Los largos años de peregrinaje les habían endurecido. Estaban acostumbrados a esperar, a pesar de que sabían que sus vidas dependían de la rapidez, sin que este conocimiento les crispara o les distrajera. Los que no habían aprendido esto, habían caído a lo largo del rastro de desolación que las Familias habían dejado hasta entonces. Y por esta razón, el Mantis, que había dado la muerte definitiva a tantos en un momento de pánico, aquel día no captó en su sistema sensorial una premonición de lo que iba a suceder.

Todo iba bien. Hizo una señal afirmativa a Shibo.

—Cuando gustes.

—Lo que me gusta es estar encima.

Él se rio. Shibo inició el lanzamiento.

La litera la envolvió. Era una protección supletoria para evitar que los mecs la controlaran. Las capas laminadas de la litera sólo respondían a los impulsos humanos. Shibo operaba desde el interior, extendiendo los brazos hacia las superficies inclinadas que había delante de ella. Movía las manos con una forzosa actividad. Su exoesqueleto tarareaba y zumbaba como un animal cariñoso.

Notó que la nave se elevaba con suavidad desde el soporte. Unas ráfagas de fuerza azotaron el aire.

La pared que estaba frente a ellos se desplazó hacia un lado, para mostrarles una vista panorámica del lugar. Una legión de mecs negros les rodeaba.

El Mantis se había detenido junto a la base de la destrozada y excavada colina. La miríada de junturas nudosas le daban la apariencia de un edificio a medio construir junto a la ancha corriente azul.

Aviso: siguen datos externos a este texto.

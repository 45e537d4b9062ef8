//! Verify → filter → emit for one inbound delivery.

use tokio::sync::mpsc;

use crate::error::{DeliveryError, EmitError};
use crate::filter::{self, Decision};
use crate::types::{NormalizedEvent, Registration, SubscriberConfig, WebhookPayload};
use crate::verification::verify_signature;

/// An event addressed to one subscriber, waiting to be published to the host.
#[derive(Debug, Clone, PartialEq)]
pub struct PendingEvent {
    pub subscriber_id: String,
    pub event: NormalizedEvent,
}

/// Receives the events a delivery produces.
pub trait EventSink: Send + Sync {
    fn emit(&self, subscriber_id: &str, event: NormalizedEvent) -> Result<(), EmitError>;
}

/// Forwards events to the host publisher task.
#[derive(Clone)]
pub struct ChannelSink {
    tx: mpsc::UnboundedSender<PendingEvent>,
}

impl ChannelSink {
    pub fn new(tx: mpsc::UnboundedSender<PendingEvent>) -> Self {
        Self { tx }
    }
}

impl EventSink for ChannelSink {
    fn emit(&self, subscriber_id: &str, event: NormalizedEvent) -> Result<(), EmitError> {
        self.tx
            .send(PendingEvent {
                subscriber_id: subscriber_id.to_string(),
                event,
            })
            .map_err(|_| EmitError::Closed)
    }
}

#[derive(Debug, Clone, Default, PartialEq)]
pub struct DeliveryOutcome {
    pub operation: String,
    pub resource_type: String,
    pub emitted_to: Vec<String>,
}

/// Authenticate `body` against the registration secret, then run every
/// attached subscriber's filter over it.
///
/// Subscribers not attached to `registration` are ignored. A delivery that
/// matches no subscriber is still a success. An emit failure does not stop
/// the remaining subscribers from receiving the event; the first failure is
/// returned once all of them were tried.
pub fn handle_delivery(
    registration: &Registration,
    subscribers: &[SubscriberConfig],
    signature: &str,
    body: &[u8],
    sink: &dyn EventSink,
) -> Result<DeliveryOutcome, DeliveryError> {
    verify_signature(signature, body, registration.secret.as_bytes())?;

    let payload: WebhookPayload = serde_json::from_slice(body)?;
    let mut outcome = DeliveryOutcome {
        operation: payload.event.operation.clone(),
        resource_type: payload.event.resource_type.clone(),
        emitted_to: Vec::new(),
    };

    let attached = subscribers
        .iter()
        .filter(|s| registration.subscribers.contains(&s.id));
    let mut failed = None;
    for subscriber in attached {
        match filter::evaluate(&payload, &subscriber.filter) {
            Decision::Emit(event) => {
                tracing::info!(
                    account = %registration.account,
                    subscriber_id = %subscriber.id,
                    event_type = %event.event_type,
                    "Emitting incident event"
                );
                match sink.emit(&subscriber.id, event) {
                    Ok(()) => outcome.emitted_to.push(subscriber.id.clone()),
                    Err(err) => {
                        tracing::error!(
                            account = %registration.account,
                            subscriber_id = %subscriber.id,
                            error = %err,
                            "Failed to emit event"
                        );
                        failed.get_or_insert(err);
                    }
                }
            }
            Decision::Skip(reason) => {
                tracing::debug!(
                    account = %registration.account,
                    subscriber_id = %subscriber.id,
                    operation = %outcome.operation,
                    resource_type = %outcome.resource_type,
                    reason = reason.as_str(),
                    "Delivery filtered out"
                );
            }
        }
    }

    if let Some(err) = failed {
        return Err(err.into());
    }
    Ok(outcome)
}

#[cfg(test)]
mod tests {
    use super::*;
    use crate::error::VerifyError;
    use crate::types::{FilterConfig, SubscriptionScope};
    use crate::verification::compute_signature;
    use chrono::Utc;
    use serde_json::json;
    use std::sync::Mutex;

    #[derive(Default)]
    struct RecordingSink {
        events: Mutex<Vec<PendingEvent>>,
    }

    impl EventSink for RecordingSink {
        fn emit(&self, subscriber_id: &str, event: NormalizedEvent) -> Result<(), EmitError> {
            self.events.lock().unwrap().push(PendingEvent {
                subscriber_id: subscriber_id.to_string(),
                event,
            });
            Ok(())
        }
    }

    fn registration(secret: &str, subscribers: &[&str]) -> Registration {
        Registration {
            account: "acme".into(),
            webhook_id: "wh-1".into(),
            url: "https://hooks.example.com/webhooks/acme".into(),
            secret: secret.into(),
            scope: SubscriptionScope::incidents(),
            subscribers: subscribers.iter().map(|s| s.to_string()).collect(),
            version: 1,
            updated_at: Utc::now(),
        }
    }

    fn subscriber(id: &str, filter: FilterConfig) -> SubscriberConfig {
        SubscriberConfig {
            id: id.into(),
            account: "acme".into(),
            scope: SubscriptionScope::incidents(),
            filter,
            created_at: Utc::now(),
        }
    }

    const BODY: &[u8] = br#"{"data":{"incident":{"id":"i1","severity":{"slug":"SEV1"}}},"event":{"operation":"CREATED","resource_type":"incident"}}"#;

    #[test]
    fn signed_created_incident_reaches_matching_subscribers() {
        let reg = registration("s3cret", &["sev1", "sev2", "defaults"]);
        let subs = vec![
            subscriber(
                "sev1",
                FilterConfig {
                    severities: Some(["SEV1".to_string()].into()),
                    ..Default::default()
                },
            ),
            subscriber(
                "sev2",
                FilterConfig {
                    severities: Some(["SEV2".to_string()].into()),
                    ..Default::default()
                },
            ),
            subscriber("defaults", FilterConfig::default()),
            subscriber("detached", FilterConfig::default()),
        ];
        let sink = RecordingSink::default();
        let sig = compute_signature(b"s3cret", BODY).unwrap();

        let outcome = handle_delivery(&reg, &subs, &sig, BODY, &sink).unwrap();
        assert_eq!(outcome.emitted_to, vec!["sev1", "defaults"]);
        assert_eq!(outcome.operation, "CREATED");

        let events = sink.events.lock().unwrap();
        assert_eq!(events.len(), 2);
        assert_eq!(events[0].event.event_type, "firehydrant.incident.created");
        assert_eq!(events[0].event.payload["incident"]["severity"], json!("SEV1"));
    }

    #[test]
    fn bad_signature_emits_nothing() {
        let reg = registration("s3cret", &["a"]);
        let subs = vec![subscriber("a", FilterConfig::default())];
        let sink = RecordingSink::default();

        let err = handle_delivery(&reg, &subs, "deadbeef", BODY, &sink).unwrap_err();
        assert!(matches!(
            err,
            DeliveryError::Verification(VerifyError::SignatureMismatch)
        ));
        let err = handle_delivery(&reg, &subs, "", BODY, &sink).unwrap_err();
        assert!(matches!(
            err,
            DeliveryError::Verification(VerifyError::MissingSignature)
        ));
        assert!(sink.events.lock().unwrap().is_empty());
    }

    #[test]
    fn unsigned_mode_accepts_anything() {
        let reg = registration("", &["a"]);
        let subs = vec![subscriber("a", FilterConfig::default())];
        let sink = RecordingSink::default();

        let outcome = handle_delivery(&reg, &subs, "whatever", BODY, &sink).unwrap();
        assert_eq!(outcome.emitted_to, vec!["a"]);
    }

    #[test]
    fn malformed_body_is_rejected_after_verification() {
        let reg = registration("s3cret", &["a"]);
        let subs = vec![subscriber("a", FilterConfig::default())];
        let sink = RecordingSink::default();
        let body = b"not json";
        let sig = compute_signature(b"s3cret", body).unwrap();

        let err = handle_delivery(&reg, &subs, &sig, body, &sink).unwrap_err();
        assert!(matches!(err, DeliveryError::Malformed(_)));
    }

    /// Rejects events for one subscriber id.
    #[derive(Default)]
    struct PartialSink {
        reject: &'static str,
        inner: RecordingSink,
    }

    impl EventSink for PartialSink {
        fn emit(&self, subscriber_id: &str, event: NormalizedEvent) -> Result<(), EmitError> {
            if subscriber_id == self.reject {
                return Err(EmitError::Closed);
            }
            self.inner.emit(subscriber_id, event)
        }
    }

    #[test]
    fn emit_failure_still_reaches_later_subscribers() {
        let reg = registration("", &["a", "b", "c"]);
        let subs = vec![
            subscriber("a", FilterConfig::default()),
            subscriber("b", FilterConfig::default()),
            subscriber("c", FilterConfig::default()),
        ];
        let sink = PartialSink {
            reject: "a",
            ..Default::default()
        };

        let err = handle_delivery(&reg, &subs, "", BODY, &sink).unwrap_err();
        assert!(matches!(err, DeliveryError::Emit(EmitError::Closed)));

        let events = sink.inner.events.lock().unwrap();
        let ids: Vec<&str> = events.iter().map(|p| p.subscriber_id.as_str()).collect();
        assert_eq!(ids, vec!["b", "c"]);
    }

    #[test]
    fn closed_sink_surfaces_emit_error() {
        let (tx, rx) = mpsc::unbounded_channel();
        drop(rx);
        let sink = ChannelSink::new(tx);
        let reg = registration("", &["a"]);
        let subs = vec![subscriber("a", FilterConfig::default())];

        let err = handle_delivery(&reg, &subs, "", BODY, &sink).unwrap_err();
        assert!(matches!(err, DeliveryError::Emit(EmitError::Closed)));
    }
}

Shibo se dispuso a despegar. El Argo apuntó hacia arriba, preparándose para un impulso total. Una vibración retumbante les llegó a través del suelo. Killeen estudió la cara de Shibo y descubrió decisión, sin indicios de miedo ni de dudas.

Detrás de él, Toby gritó:

—¡Atención, ya! ¡En marcha!

Unos gritos le contestaron por todos los canales del sistema sensorial común. El legado de sus ancestros se ponía en marcha en aquel momento crítico que se les echaba encima. Pero a pesar de eso, no descubrió la menor señal de pánico o malestar entre todos ellos. Constituían un instrumento aguzado por largos años de penalidades que les conducían hacia la tragedia, y nada podría hacerles variar en aquella ocasión.

—¿Lleváis las botas puestas? —les preguntó Killeen.

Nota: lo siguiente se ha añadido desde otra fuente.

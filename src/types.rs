use chrono::{DateTime, Utc};
use serde::{Deserialize, Serialize};
use serde_json::{Map, Value};
use std::collections::BTreeSet;

/// Event class every subscriber asks for unless configured otherwise.
pub const DEFAULT_SUBSCRIPTION: &str = "incidents";

/// Milestone assumed by the filter when no allow-list is configured.
pub const DEFAULT_MILESTONE: &str = "started";

/// Prefix of every event type handed to the host.
pub const EVENT_DOMAIN: &str = "firehydrant";

// ─── Scopes and registrations ───────────────────────────────────────────────

/// A set of provider event classes, e.g. `{"incidents", "incidents.private"}`.
///
/// Comparisons are order-independent and case-sensitive. Values are stored
/// exactly as received.
#[derive(Debug, Clone, Default, PartialEq, Eq, Serialize, Deserialize)]
pub struct SubscriptionScope {
    #[serde(default)]
    pub subscriptions: BTreeSet<String>,
}

impl SubscriptionScope {
    pub fn new<I, S>(subscriptions: I) -> Self
    where
        I: IntoIterator<Item = S>,
        S: Into<String>,
    {
        Self {
            subscriptions: subscriptions.into_iter().map(Into::into).collect(),
        }
    }

    /// The scope a subscriber gets when it does not name one: `{"incidents"}`.
    pub fn incidents() -> Self {
        Self::new([DEFAULT_SUBSCRIPTION])
    }

    pub fn is_subset(&self, other: &Self) -> bool {
        self.subscriptions.is_subset(&other.subscriptions)
    }

    pub fn union(&self, other: &Self) -> Self {
        Self {
            subscriptions: self
                .subscriptions
                .union(&other.subscriptions)
                .cloned()
                .collect(),
        }
    }

    pub fn is_empty(&self) -> bool {
        self.subscriptions.is_empty()
    }

    /// Sorted, deduplicated list as sent to the provider.
    pub fn to_vec(&self) -> Vec<String> {
        self.subscriptions.iter().cloned().collect()
    }
}

/// The single upstream webhook serving one provider account.
#[derive(Debug, Clone, PartialEq, Serialize, Deserialize)]
pub struct Registration {
    pub account: String,
    pub webhook_id: String,
    pub url: String,
    /// Shared HMAC secret. Empty means deliveries are not authenticated.
    #[serde(default)]
    pub secret: String,
    #[serde(flatten)]
    pub scope: SubscriptionScope,
    /// Subscriber ids currently attached to this registration.
    #[serde(default)]
    pub subscribers: BTreeSet<String>,
    /// Optimistic-concurrency token, bumped on every stored write.
    #[serde(default)]
    pub version: u64,
    pub updated_at: DateTime<Utc>,
}

// ─── Subscriber configuration ───────────────────────────────────────────────

/// What to do with an incident that carries no severity while a severity
/// allow-list is configured.
#[derive(Debug, Clone, Copy, Default, PartialEq, Eq, Serialize, Deserialize)]
#[serde(rename_all = "lowercase")]
pub enum MissingSeverityPolicy {
    #[default]
    Reject,
    Accept,
}

/// Per-subscriber acceptance criteria.
#[derive(Debug, Clone, Default, PartialEq, Serialize, Deserialize)]
pub struct FilterConfig {
    /// Severity slugs to accept. `None` or empty accepts every severity.
    #[serde(default)]
    pub severities: Option<BTreeSet<String>>,
    /// Milestones to trigger on. `None` means `{"started"}`.
    #[serde(default)]
    pub current_milestone: Option<BTreeSet<String>>,
    #[serde(default)]
    pub missing_severity: MissingSeverityPolicy,
}

impl FilterConfig {
    pub fn allows_milestone(&self, milestone: &str) -> bool {
        match &self.current_milestone {
            Some(allowed) => allowed.contains(milestone),
            None => milestone == DEFAULT_MILESTONE,
        }
    }

    /// The configured severity allow-list, if it actually filters anything.
    pub fn severity_filter(&self) -> Option<&BTreeSet<String>> {
        self.severities.as_ref().filter(|s| !s.is_empty())
    }
}

#[derive(Debug, Clone, PartialEq, Serialize, Deserialize)]
pub struct SubscriberConfig {
    pub id: String,
    pub account: String,
    #[serde(flatten)]
    pub scope: SubscriptionScope,
    #[serde(default)]
    pub filter: FilterConfig,
    pub created_at: DateTime<Utc>,
}

// ─── Inbound deliveries ─────────────────────────────────────────────────────

/// Body of a provider POST. Missing sections decode to their defaults so that
/// unexpected shapes are filtered out rather than rejected.
#[derive(Debug, Clone, Default, Deserialize)]
pub struct WebhookPayload {
    #[serde(default)]
    pub data: WebhookData,
    #[serde(default)]
    pub event: WebhookEvent,
}

#[derive(Debug, Clone, Default, Deserialize)]
pub struct WebhookData {
    #[serde(default)]
    pub incident: Option<Map<String, Value>>,
}

#[derive(Debug, Clone, Default, Deserialize)]
pub struct WebhookEvent {
    #[serde(default)]
    pub operation: String,
    #[serde(default)]
    pub resource_type: String,
}

#[derive(Debug, Clone, Copy, PartialEq, Eq)]
pub enum Operation {
    Created,
    Updated,
}

impl Operation {
    pub fn parse(raw: &str) -> Option<Self> {
        match raw {
            "CREATED" => Some(Self::Created),
            "UPDATED" => Some(Self::Updated),
            _ => None,
        }
    }

    pub fn as_str(self) -> &'static str {
        match self {
            Self::Created => "CREATED",
            Self::Updated => "UPDATED",
        }
    }

    /// Name carried in the payload's `event` field.
    pub fn event_name(self) -> &'static str {
        match self {
            Self::Created => "incident.created",
            Self::Updated => "incident.updated",
        }
    }

    /// Fully qualified event type, e.g. `firehydrant.incident.created`.
    pub fn event_type(self) -> String {
        format!("{EVENT_DOMAIN}.{}", self.event_name())
    }
}

/// Typed view over a loosely typed incident field such as `severity`.
#[derive(Debug, Clone, Copy, PartialEq, Eq)]
pub enum FieldValue<'a> {
    Scalar(&'a str),
    Slugged { slug: &'a str },
    Other,
}

impl<'a> FieldValue<'a> {
    pub fn classify(value: &'a Value) -> Self {
        match value {
            Value::String(s) => Self::Scalar(s),
            Value::Object(obj) => match obj.get("slug") {
                Some(Value::String(slug)) => Self::Slugged { slug },
                _ => Self::Other,
            },
            _ => Self::Other,
        }
    }

    pub fn slug(self) -> Option<&'a str> {
        match self {
            Self::Scalar(s) | Self::Slugged { slug: s } => Some(s),
            Self::Other => None,
        }
    }
}

/// Internal event handed to the host.
#[derive(Debug, Clone, PartialEq, Serialize)]
pub struct NormalizedEvent {
    pub event_type: String,
    pub payload: Value,
}

// ─── Delivery log ───────────────────────────────────────────────────────────

#[derive(Debug, Clone, Copy, PartialEq, Eq, Serialize, Deserialize)]
#[serde(rename_all = "snake_case")]
pub enum DeliveryStatus {
    Processed,
    VerificationFailed,
    Malformed,
    EmitFailed,
}

#[derive(Debug, Clone, Serialize, Deserialize)]
pub struct Delivery {
    pub id: String,
    pub account: String,
    pub received_at: DateTime<Utc>,
    pub status: DeliveryStatus,
    #[serde(default)]
    pub operation: Option<String>,
    #[serde(default)]
    pub resource_type: Option<String>,
    /// Subscribers that received an event from this delivery.
    #[serde(default)]
    pub emitted_to: Vec<String>,
}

Contestaron a esta consigna secreta con unas estridentes y alegres afirmaciones.

El Mantis les transmitió desde abajo:

Deseo que tengáis un buen viaje. Ya tendréis noticias mías y de mis mecs.

—¡De acuerdo! —contestó Killeen.

—¡En marcha! —gritó Toby.

Shibo puso el Argo a la máxima aceleración. Un martilleante bramido explotó. El Argo se alejó de allí describiendo un arco orientado hacia arriba. Un súbito aumento de peso les comprimió sobre las literas.

La nave salió lanzada hacia el expectante cielo.

Y luego falló. Los motores se detuvieron. La nave siguió volando, silbando, sin peso.

Empezaron a caer. La pared se volvió transparente en cuanto se apagaron los motores impulsores. Lejos, muy abajo, quedó el círculo negro formado por los mecs.

Killeen notó un súbito vacío, una sensación que jamás había conocido. La caída parecía ser infinitamente lenta. Todos sus sentidos soltaban chillidos de pánico agudo.

El Argo picó de proa hacia las desnudas rocas. La llanura se les acercaba a toda velocidad.

Killeen se mordió los labios para sofocar un grito. Era consciente de que no podía transmitir su miedo a través del sistema sensorial común, pero el pánico amenazaba con sobrecogerle. Vio que Shibo interrumpía sus febriles movimientos para juzgar, valorar y escuchar con atención lo que le decían las pequeñas mentes arcaicas de la nave.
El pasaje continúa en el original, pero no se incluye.